Exercise aim:
The response must be a precise copy of the records that follow.

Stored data
%%
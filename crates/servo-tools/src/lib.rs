//! # Servo Tools - 共享计时与配置
//!
//! **依赖原则**: 只依赖 `servo-protocol`，不依赖驱动层和客户端层
//!
//! ## 包含模块
//!
//! - `clock` - 单调周期时钟（纯函数 + 原子状态）
//! - `statistics` - 周期耗时统计（累积，不开窗）
//! - `config` - TOML 配置文件

pub mod clock;
pub mod config;
pub mod statistics;

pub use clock::{CycleClock, CycleSample, CycleTimestamp};
pub use config::{ConfigError, CycleSettings, MotionSettings, StreamConfig, TimeoutSettings};
pub use statistics::{CycleTrace, SampleHandle, TimingStatistics};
%%
Answer for the task:
filename crates/servo-tools/src/lib.rs
//! # Servo Tools - 共享计时与配置
//!
//! **依赖原则**: 只依赖 `servo-protocol`，不依赖驱动层和客户端层
//!
//! ## 包含模块
//!
//! - `clock` - 单调周期时钟（纯函数 + 原子状态）
//! - `statistics` - 周期耗时统计（累积，不开窗）
//! - `config` - TOML 配置文件

pub mod clock;
pub mod config;
pub mod statistics;

pub use clock::{CycleClock, CycleSample, CycleTimestamp};
pub use config::{ConfigError, CycleSettings, MotionSettings, StreamConfig, TimeoutSettings};
pub use statistics::{CycleTrace, SampleHandle, TimingStatistics};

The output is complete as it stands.